Park of the Laments is a public artwork by Chilean artist Alfredo Jaar, located in the Virginia B. Fairbanks Art & Nature Park, in Indianapolis, Indiana, United States. The artwork consists of an enclosed park space in the form of a square placed within a square, the inner parameter being made from limestone-filled gabion baskets, and the outer from indigenous trees and shrubs. The park space is only accessible by a concrete enclosed tunnel. The installation has a landscape design that consists of over 3,000 individual plant species from 53 different genera.

==Description==
Park of the Laments is situated in the woodland area southeast of the lake in 100 acres. The overall form of the park is a square within a square—one is rigid and made of limestone-filled gabion baskets, while the other consists of indigenous trees and shrubs. Natural, minimalist wooden benches, made from kiln-treated poplar, are built into the edge of an amphitheater of stairs, vines, and stones. The viewer begins their experience by walking down a concrete platform flanked on both sides with limestone-filled gabion baskets and indigenous shrubbery. During their walk, the baskets become taller in the form of a progressive step system that correlates with the actual topography of the landscape; the minimum height is approximately 2 ft and the maximum is about 12 ft. At that point, the viewer is taken underground through a dark, pre-cast concrete box culvert tunnel (made of nine individual segments, attached and mortared together) and directed towards the sunlit area on the other end of the tunnel. The entire length of the tunnel is approximately 72 ft in length. The visitor then proceeds up the stairs to reach the enclosed park area, where no other portion of the Art & Nature Park is visible due to both the surrounding gabion baskets and natural woodlands. There the visitor may sit or interact with the space and be surrounded by over 53 different indigenous plant species located within the installation (more than 3,000 plants total).

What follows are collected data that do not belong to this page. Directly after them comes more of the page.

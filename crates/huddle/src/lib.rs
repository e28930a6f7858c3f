//! # Huddle Presence Server - Main Entry Point
//!
//! Real-time presence server for 2D virtual-world meetings: occupants hold
//! cells on a room grid, watch each other move, and are paired into peer
//! audio/video sessions when their avatars come within range. This entry
//! point handles CLI parsing, configuration loading, and application
//! lifecycle management.
//!
//! ## Quick Start
//!
//! ```bash
//! # Run with default configuration
//! huddle
//!
//! # Specify custom configuration
//! huddle --config production.toml
//!
//! # Override specific settings
//! huddle --bind 0.0.0.0:8080 --store-url redis://store:6379 --log-level debug
//!
//! # JSON logging for production
//! huddle --json-logs
//! ```
//!
//! ## Configuration
//!
//! The server loads configuration from a TOML file (default: `config.toml`).
//! If the file doesn't exist, a default configuration will be created.
//!
//! ## Signal Handling
//!
//! The server handles graceful shutdown on:
//! - SIGINT (Ctrl+C)
//! - SIGTERM (Unix systems)
//!
//! ## Architecture
//!
//! * **Stateless Process Instances**: room authority lives in the shared
//!   store; any number of instances can serve the same rooms
//! * **Injected Backends**: the store, event bus and token verifier are
//!   constructed once at startup and handed to the gateway
//! * **Event-Driven**: lifecycle events fan out over room channels, and
//!   point-to-point payloads ride process channels

use tracing::error;

mod app;
mod cli;
mod config;
mod logging;
mod signals;

use app::Application;
use cli::CliArgs;
use config::AppConfig;

/// Main entry point for the Huddle Presence Server.
///
/// Handles the complete application lifecycle including:
/// 1. Command-line argument parsing
/// 2. Configuration loading and validation
/// 3. Logging system initialization
/// 4. Application creation and execution
/// 5. Error handling and cleanup
///
/// # Exit Codes
///
/// * **0**: Successful execution and shutdown
/// * **1**: Error during startup, configuration, or runtime
///
/// Note: This function is called from an async context (main with #[tokio::main]),
/// so it should NOT have #[tokio::main] itself.
pub async fn init() -> Result<(), Box<dyn std::error::Error>> {
    // Parse CLI arguments first
    let args = CliArgs::parse();

    // Load configuration to get logging settings
    let config = AppConfig::load_from_file(&args.config_path)
        .await
        .unwrap_or_default();

    // Setup logging before anything else
    if let Err(e) = logging::setup_logging(&config.logging, args.json_logs) {
        eprintln!("❌ Failed to setup logging: {e}");
        std::process::exit(1);
    }

    // Create and run application
    match Application::new(args).await {
        Ok(app) => {
            if let Err(e) = app.run().await {
                error!("❌ Application error: {:?}", e);
                std::process::exit(1);
            }
        }
        Err(e) => {
            error!("❌ Failed to start application: {e:?}");
            std::process::exit(1);
        }
    }

    Ok(())
}

// Re-export main types for potential library usage
pub use config::{AuthSettings, LoggingSettings, ServerSettings, StoreBackend, StoreSettings};
//! # Gateway Server - WebSocket Session Layer
//!
//! The client-facing edge of the huddle presence server. This crate owns
//! WebSocket connections and their room sessions while delegating all state
//! authority to the injected room store and all cross-process delivery to
//! the injected event bus.
//!
//! ## Design Philosophy
//!
//! The gateway holds **no authoritative state** - it only serves sessions:
//!
//! * **WebSocket connection management** - handshake, socket IDs, frame pumping
//! * **Verb handling** - room lifecycle, movement and WebRTC signaling verbs
//! * **Room tasks** - one task per locally-served room for ordered fan-out
//! * **Bus consumption** - applies relayed events and delivers proc messages
//!
//! Positions, occupancy and room existence live in the store; the gateway
//! keeps only disposable projections that can be reseeded from a snapshot
//! at any time.
//!
//! ## Architecture Overview
//!
//! ### Message Flow
//!
//! 1. Client sends a JSON frame whose `event` field names the verb
//! 2. The router parses it and dispatches to the verb's handler
//! 3. The handler verifies the token where required, runs the store
//!    transaction, and acknowledges with the authoritative outcome
//! 4. The resulting room event feeds this process's room task and is
//!    published to the room's channel for other processes
//! 5. Room tasks fan events out to local sockets and emit near/far
//!    transitions for locally-originated events
//!
//! ### Backends
//!
//! The store, bus and token verifier are injected at construction:
//! Redis-backed implementations for multi-process deployments, in-memory
//! twins for standalone runs and tests, HS256 JWT verification by default.
//!
//! ## Error Handling
//!
//! The gateway uses structured error types ([`GatewayError`]) to categorize
//! failures. Verb failures never tear a connection down; they are answered
//! with an `error` frame naming the verb, and only transport faults end the
//! connection.
//!
//! ## Thread Safety
//!
//! All components are designed for safe concurrent access:
//!
//! * Connection management uses `Arc<RwLock<HashMap>>` for shared state
//! * Each room's cache is owned by exactly one task and fed by a queue
//! * The store and bus contracts are `Send + Sync` trait objects

// Re-export core types and functions for easy access
pub use auth::{Claims, JwtVerifier, TokenVerifier};
pub use config::GatewayConfig;
pub use error::GatewayError;
pub use server::GatewayServer;
pub use utils::{create_standalone_gateway, create_standalone_gateway_with_config};

// Public module declarations
pub mod auth;
pub mod config;
pub mod error;
pub mod server;
pub mod utils;

// Internal modules (not part of public API)
mod connection;
mod messaging;
mod rooms;
mod tests;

==Historical information==
The artwork was installed at the Indianapolis Museum of Art in May 2010.Park of the Laments is a project that follows along the lines of Jaar's Public Intervention series in which the viewer/visitor is an active participant within the environment and contributes to the underlying theme or concept of the project. Visitors enter the work outside the park and continue through a tunnel. Moving towards the light, they approach stairs that lead them above ground into the center of the park where they are greeted by an isolated, calm, and secluded area conducive to meditation and lamentation. Like many of Jaar's Interventions, the intention of the space's design is to initiate a physical, emotional, and psychological journey within the viewer, ultimately drawing parallels between the experience of physical space and human emotion.

==Artist==
Alfred Jaar (b. 1956) is an artist, architect, and filmmaker who lives and works in New York and was born in Santiago de Chile. He attended Instituto Chileno-Norteamericano de Cultura, Santiago (1979) and University of Chile (1981). In addition to Park of the Laments, Jaar has created more than sixty "Public Interventions" around the world. Alfredo Jaar incorporates photography, film, text, and sculpture into works that look at the relationship between ethics and aesthetics. His works draw from first-hand witness accounts and research on issues such as toxic waste in Africa, gold mining in Brazil, and genocide in Rwanda. Jaar has received many awards, including a John D. and Catherine T. MacArthur Foundation Award (2000); a Louis Comfort Tiffany Foundation Award (1987); and fellowships from the National Endowment for the Arts (1987); and the John Simon Guggenheim Memorial Foundation (1985). He has had major exhibitions at the Museum of Fine Arts (Houston), Houston (2005); Museum of Contemporary Art of Rome (2005); MIT List Visual Arts Center, Cambridge, Massachusetts (1999); and the Museum of Contemporary Art, Chicago (1992).